[R-G] The Iggy We Know

Anthony Fenton fentona at shaw.ca
Mon Mar 9 09:52:42 MDT 2009


March 9, 2009
http://www.dominionpaper.ca/articles/2509

The Iggy We Know
Liberal leader backed Israeli assaults on Lebanon, Gaza

by Jon Elmer

The Dominion - http://www.dominionpaper.ca

Even Micheal Ignatieff couldn’t pass up a chance for a photo op with  
Barack Obama during his recent visit to Ottawa. Photo: J.M. Carisse

VANCOUVER–Confronted by his first international crisis as the newly- 
anointed leader of the Liberal Party, Michael Ignatieff’s handling of  
Israel’s 22-day assault on Gaza marked a continuation of the current  
Liberal-Conservative consensus on Canadian foreign policy in the  
Middle East and Central Asia.

On December 27, 2008, without warning and at the height of the midday  
bustle in the overcrowded Gaza Strip, Israel unleashed the single most  
devastating aerial attack in its 41-year occupation of Gaza, killing  
230 people and overwhelming hospitals with more than 750 wounded in a  
single day.

Many of those who died were killed in the first five minutes of the  
bombings, as Israel used a ‘shock and awe’-style massacre intended to,  
in the words of Defence Minister Ehud Barak, “totally change the rules  
of the game.”

Three days after the attack was launched, Ignatieff broke his silence  
with a written statement. Despite a death toll that had risen to 350  
Palestinians along with two Israelis after 72 hours, Ignatieff began  
his message by expressing concern for the victims “on all sides,”  
before “unequivocally” condemning Hamas and “affirm[ing] Israel's  
right to defend itself.”

For their part, the Conservatives were pointedly silent on Israel’s  
assault as well; when they did speak, it was only to blame Hamas and  
its rocket fire from Gaza and back Israel’s bombardment. “Canada  
maintains that the rocket attacks are the cause of this crisis,”  
Foreign Affairs Minister Lawrence Cannon said.

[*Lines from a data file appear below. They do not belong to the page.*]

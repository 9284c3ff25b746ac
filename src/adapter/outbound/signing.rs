//! HMAC-SHA256 request signatures shared by both venues.

use chrono::{DateTime, Utc};
use hmac::{Hmac, Mac};
use sha2::Sha256;

use crate::error::{Error, Result};

type HmacSha256 = Hmac<Sha256>;

/// Lowercase hex HMAC-SHA256 of `payload` keyed with `secret`.
///
/// # Errors
///
/// Returns [`Error::Signing`] if the key is rejected by the MAC.
pub(crate) fn sign_hex(secret: &str, payload: &str) -> Result<String> {
    let mut mac = HmacSha256::new_from_slice(secret.as_bytes())
        .map_err(|err| Error::Signing(err.to_string()))?;
    mac.update(payload.as_bytes());
    Ok(hex::encode(mac.finalize().into_bytes()))
}

/// Milliseconds since the Unix epoch, the clock unit both venues sign with.
pub(crate) fn millis(at: DateTime<Utc>) -> i64 {
    at.timestamp_millis()
}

The statements by both parties once again staked Canada’s position as  
unreserved support for Israel, well beyond norms in the diplomatic  
community, and out of all proportion to the scale of Israel’s long- 
running devastation of Gaza.

Since 2000, Palestinian rocket fire has killed 16 people in Israel,  
according to Israeli government numbers; during that same time, more  
than 4,400 Palestinians have been killed by Israeli forces in Gaza  
alone.

The Economist noted during the invasion that “Gazans have long felt  
they lived in an open prison; now they are trapped in a shooting  
gallery.”

Following Israel’s shelling of a United Nations shelter on January 6,  
calls for a ceasefire grew louder. The head of the UN agency that  
oversees Gaza’s 1.1 million refugees, John Ging, appealed emphatically  
to the international community to intervene. “There's nowhere safe in  
Gaza. Everyone here is terrorized and traumatized,” Ging said.

When Ignatieff spoke publicly for the first time, on January 8 at a  
town hall in Halifax, he was unwilling to concede that the bombardment  
should end. He offered only that perhaps “we are approaching the time  
when a ceasefire will be appropriate,” according to a transcript  
published in the Canadian Jewish News.

Indeed, Ignatieff went so far as to cast doubt on the gruesome images  
of civilian carnage coming from Gaza, particularly children, which had  
shocked the world. “We have to understand that many of the images we  
see out of Gaza are structured and created and organized by Hamas,”  
the former human rights professor said when asked about Israel’s  
shelling of a United Nations elementary school-turned-shelter, which  
killed 42 people.

Ignatieff offered no evidence for his remarkable claim, which - though  
indistinguishable from Conservative Party official statements - was  
more than even Israel’s spokespersons were willing to assert in the  
hours and days before the army finally admitted to shelling the  
school. “What happened in the UN school was not a mistake,” foreign  
minister Tzipi Livni told Der Spiegel, one week after the attack.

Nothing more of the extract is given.